While still at Kievo-Pecherskaya Lavra, my fellow monks and I would visit homes with such children, and my soul ached when I saw how these children are drawn to clergymen and to the holy things we would bring them. But we must probably begin with parents and teachers, because during these visits we would perform the Mysteries of baptism and confession upon the adults.
- Vladyka, how important is the unification of Orthodox youth from various countries?
- In our day, the young people of various countries are faced with many difficulties, they endure all sorts of temptations. One gets the impression that young people in the West move further away from Christ than youth in Russia and the countries of the former Soviet Union. This is connected with the yearning for material side of life, with its increasing speed of development. This tendency is even noticeable in Russia, and Ukraine…

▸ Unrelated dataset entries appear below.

// src/error.rs

use axum::{
    Json,
    http::StatusCode,
    response::{IntoResponse, Response},
};
use serde_json::json;
use std::fmt;

use crate::store::ThreadError;

/// Global Application Error Enum.
/// Centralizes error handling and mapping to HTTP responses.
#[derive(Debug)]
pub enum AppError {
    // 500 Internal Server Error
    InternalServerError(String),

    // 400 Bad Request
    BadRequest(String),

    // 401 Unauthorized
    AuthError(String),

    // 403 Forbidden (acting user does not own the resource)
    Forbidden(String),

    // 404 Not Found
    NotFound(String),

    // 409 Conflict (e.g., duplicate username)
    Conflict(String),

    // 503 Service Unavailable (a lookup dependency timed out or failed)
    ServiceUnavailable(String),
}

impl fmt::Display for AppError {
    fn fmt(&self, f: &mut fmt::Formatter<'_>) -> fmt::Result {
        write!(f, "{:?}", self)
    }
}

impl std::error::Error for AppError {}

/// Implements `IntoResponse` for `AppError`.
/// Converts the error into a JSON response with appropriate HTTP status code.
impl IntoResponse for AppError {
    fn into_response(self) -> Response {
        let (status, error_message) = match self {
            AppError::InternalServerError(msg) => {
                tracing::error!("Internal Server Error: {}", msg);
                (
                    StatusCode::INTERNAL_SERVER_ERROR,
                    "Internal Server Error".to_string(),
                )
            }
            AppError::BadRequest(msg) => (StatusCode::BAD_REQUEST, msg),
            AppError::AuthError(msg) => (StatusCode::UNAUTHORIZED, msg),
            AppError::Forbidden(msg) => (StatusCode::FORBIDDEN, msg),
            AppError::NotFound(msg) => (StatusCode::NOT_FOUND, msg),
            AppError::Conflict(msg) => (StatusCode::CONFLICT, msg),
            AppError::ServiceUnavailable(msg) => {
                tracing::warn!("Service Unavailable: {}", msg);
                (StatusCode::SERVICE_UNAVAILABLE, msg)
            }
        };
        let body = Json(json!({
            "error": error_message,
        }));

        (status, body).into_response()
    }
}

/// Maps comment store failures onto HTTP semantics.
/// Corrupted threads surface as 500 so the detail only reaches the log.
impl From<ThreadError> for AppError {
    fn from(err: ThreadError) -> Self {
        let msg = err.to_string();
        match err {
            ThreadError::PostNotFound(_)
            | ThreadError::CommentNotFound(_)
            | ThreadError::ParentNotFound(_)
            | ThreadError::AuthorNotFound(_) => AppError::NotFound(msg),
            ThreadError::InvalidContent(_) => AppError::BadRequest(msg),
            ThreadError::Forbidden { .. } => AppError::Forbidden(msg),
            ThreadError::Unavailable(_) => AppError::ServiceUnavailable(msg),
            ThreadError::Corrupted(_) => AppError::InternalServerError(msg),
        }
    }
}

impl From<serde_json::Error> for AppError {
    fn from(err: serde_json::Error) -> Self {
        AppError::BadRequest(err.to_string())
    }
}

impl From<validator::ValidationErrors> for AppError {
    fn from(err: validator::ValidationErrors) -> Self {
        AppError::BadRequest(err.to_string())
    }
}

In order to support each other, Orthodox youth must meet more often, spend prayerful hours together. This will unite them in the struggle against sin, to mature spiritually, to impart meaning to further Christian life, and to provide the possibility for establishing Orthodox families.
We now see examples of young people who marry, seemingly out of love, but not in accordance with the Christian viewpoint. These marriages are often difficult, because people with different desires and intentions have differing ideas about the meaning of life. When people of the same faith marry, then after the Mystery of matrimony, there will be unity in this “small church,” as the Apostles call the family.
Such conferences are beneficial also because youth can develop friendly, Christian relationships. Young people are sometimes too shy to ask questions of priests, and especially bishops. When they see people their age who had faith since their childhood and preserve a higher level in their spiritual life, it is easier to open up to them at first, and then to the clergy. They are able to get answers to problems that concern them, and turn away from actions which are not conducive to salvation.
- Vladyka, what would you like to say to those who will attend the Paris event?
Never despair, rely on the Lord in all things, and follow the words of our Savior Jesus Christ: “But seek ye first the kingdom of God, and his righteousness; and all these things shall be added unto you” (Matthew 6:33).